La politóloga argentina Pilar Calveiro ha dado una vuelta de tuerca al asunto y presentado que la lucha contra el narcotráfico puede convertirse en una manifestación de la narcocracia, dado que ha servido para desatar la violencia de Estado hacia grupos sociales opositores o excluidos.
Así que no entenderemos del todo esta cracia si la limitamos al apartado de los delitos comunes -algún departamento policial encargado de la producción-comercio-circulación-consumo de drogas-; mucho menos si la ceñimos a un país o un continente, una forma de gobierno o una ideología. Por más que todo ello sea importante, la narcocracia es, siempre, algo más; incluso algo más que una forma de poder. Es una conducta productiva que coloniza primero, y gobierna después, todo el sistema económico en el que estamos envueltos.
En sus artículos sobre las guerras del opio, publicados a mediados del siglo XIX, ya Marx se ocupaba de desvelar el propósito colonial de ese mercado y su responsabilidad en el crecimiento asimétrico del capitalismo. Ética aparte -“nos abstendremos de juzgar la moralidad de ese negocio”-, Marx incluso se apoyó en Montgomery Martin, “un inglés”, que le encontraba menos humanidad al comercio del opio que a la trata de esclavos.
Tratándose del Enemigo Público Numero Uno del Capitalismo, cuesta entender esa condescendencia del autor de El Capital, aunque no es la única que hace saltar las alarmas. Marx, además, se permitió aconsejar al “comercio legítimo”, y advertirle que sería el principal damnificado por ese otro comercio, “ilegítimo”, del opio.
Paul Lafargue no tarda en contradecirlo y avanzar una reflexión que parece escrita hoy. Para Lafargue, el narcotráfico no sería una perversión o un “comercio malo” del capitalismo, sino al revés: la economía capitalista sería, toda ella, una actividad “narcótica”. De ahí que sus claves de sometimiento se encaminen a “descubrir consumidores, excitar sus apetitos y crearles necesidades ficticias”.
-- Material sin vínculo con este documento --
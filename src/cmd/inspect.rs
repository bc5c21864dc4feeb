//! Read-only store inspection: `forgeflow runs`, `forgeflow questions`.

use std::path::Path;
use std::str::FromStr;

use anyhow::{Result, anyhow};
use forgeflow::models::QuestionState;

use super::{load_config, open_db};

pub fn cmd_runs(config_path: &Path, item: Option<&str>, limit: i64) -> Result<()> {
    let config = load_config(config_path)?;
    let db = open_db(&config)?;
    let runs = {
        let db = db.lock_sync()?;
        match item {
            Some(item_id) => db.runs_for_item(item_id)?,
            None => db.recent_runs(limit)?,
        }
    };

    if runs.is_empty() {
        println!("No runs.");
        return Ok(());
    }

    println!(
        "{:<48} {:<16} {:<16} {:<10} {:>4}  {}",
        "RUN", "ITEM", "PHASE", "STATE", "STEP", "UPDATED"
    );
    for run in runs {
        println!(
            "{:<48} {:<16} {:<16} {:<10} {:>4}  {}",
            run.id,
            run.item_id,
            run.phase.as_str(),
            run.state.as_str(),
            run.current_step,
            run.updated_at.format("%Y-%m-%d %H:%M:%S")
        );
        if let Some(error) = &run.error {
            println!("    error: {}", error);
        }
    }
    Ok(())
}

pub fn cmd_questions(config_path: &Path, state: &str) -> Result<()> {
    let state = QuestionState::from_str(state).map_err(|e| anyhow!(e))?;
    let config = load_config(config_path)?;
    let db = open_db(&config)?;
    let questions = db.lock_sync()?.questions_in_state(state)?;

    if questions.is_empty() {
        println!("No {} questions.", state.as_str());
        return Ok(());
    }

    for q in questions {
        println!("{}  [{}] {}", q.id, q.kind.as_str(), q.prompt);
        println!(
            "    run {} / step {} / comment {} / deadline {}",
            q.run_id,
            q.step_name,
            q.comment_id,
            q.deadline.format("%Y-%m-%d %H:%M")
        );
        for option in &q.options {
            println!("    OPTION:{}  {}", option.id, option.label);
        }
    }
    Ok(())
}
Siglo y medio mas tarde, mantenerse al margen de la narcocracia es como mantenerse al margen del gobierno. No es imposible del todo, pero al final siempre te atrapa por algún costado. Y aunque el mismo Marx se abstuvo “de juzgar la moralidad de ese negocio”, seguir su pauta, señalar con el dedo o creernos fuera de sus predios no nos mantendrá a salvo. Entre otras cosas, porque la narcocracia es una red que alcanza el trasiego de submarinos y otros remanentes de la guerra fría así como el mercado del arte, la fiebre de dinero que tanto criticamos y la fiebre de sábado noche que nos regalamos.
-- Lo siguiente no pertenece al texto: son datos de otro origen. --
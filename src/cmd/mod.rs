//! CLI command implementations.
//!
//! Each submodule owns one or more related `Commands` variants:
//!
//! | Module    | Commands handled                      |
//! |-----------|---------------------------------------|
//! | `serve`   | `Serve`                               |
//! | `project` | `Init`                                |
//! | `config`  | `Config`, `Statuses`                  |
//! | `inspect` | `Runs`, `Questions`                   |
//! | `ops`     | `Replay`, `Cancel`, `Sweep`           |

pub mod config;
pub mod inspect;
pub mod ops;
pub mod project;
pub mod serve;

pub use config::{cmd_config, cmd_statuses};
pub use inspect::{cmd_questions, cmd_runs};
pub use ops::{cmd_cancel, cmd_replay, cmd_sweep};
pub use project::cmd_init;
pub use serve::cmd_serve;

use std::path::Path;

use anyhow::{Context, Result};
use forgeflow::collab::Collaborators;
use forgeflow::config::FlowConfig;
use forgeflow::db::DbHandle;
use forgeflow::engine::Engine;

/// File, then `FORGEFLOW_*` environment.
pub fn load_config(path: &Path) -> Result<FlowConfig> {
    let mut config = FlowConfig::load_or_default(path)?;
    config.apply_env()?;
    Ok(config)
}

pub fn open_db(config: &FlowConfig) -> Result<DbHandle> {
    DbHandle::open(&config.database.path)
        .with_context(|| format!("Failed to open database {}", config.database.path.display()))
}

/// Wire an engine over the configured store and production collaborators.
pub fn open_engine(config: &FlowConfig) -> Result<Engine> {
    let db = open_db(config)?;
    let collab = Collaborators::from_config(config)?;
    Engine::build(config, db, collab)
}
¿Legalizar las drogas acabaría con la narcocracia? Honestamente, tengo mis dudas. Sería depositar demasiada confianza en lo legal. O ignorar que la farmacocracia, a la que no le faltan películas novelas o ensayos que la destripen, se mantiene en el top ten de las industrias que más dinero mueven cada año. ¿Acaso los oligopolios de la industria farmacéutica garantizarán el fin de las mafias?
Permítanme el escepticismo.
Pensar, como Marx, que la religión era el opio del pueblo era una frase bien construida, que arrastraba la esperanza en un mundo cuya emancipación era posible. Pensar, como Lafargue, que el opio es la religión del pueblo es una frase mucho menos feliz; y la anticipación de un mundo que no parece tener arreglo.